=== Section Start ===

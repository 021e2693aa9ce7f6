use std::collections::BTreeSet;

use crate::ir::{StorageId, types::Type, value::Value};

/// A named global cell. Values written into it are remembered.
#[derive(Debug)]
pub struct Storage {
    id: StorageId,
    name: String,
    ty: Type,
    input_values: BTreeSet<Value>,
}

impl Storage {
    pub fn new(id: StorageId, name: impl Into<String>, ty: Type) -> Self {
        Self {
            id,
            name: name.into(),
            ty,
            input_values: BTreeSet::new(),
        }
    }

    pub fn id(&self) -> StorageId {
        self.id
    }

    pub fn name(&self) -> &str {
        &self.name
    }

    pub fn get_type(&self) -> &Type {
        &self.ty
    }

    pub fn add_input_value(&mut self, value: Value) {
        self.input_values.insert(value);
    }

    pub fn input_values(&self) -> &BTreeSet<Value> {
        &self.input_values
    }

    pub fn to_string(&self) -> String {
        format!("store:{}:{}", self.name, self.ty)
    }
}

=== Section End ===

Activity: Once you have counted the lines of the material that include "String", give only that number.

Task answer: 3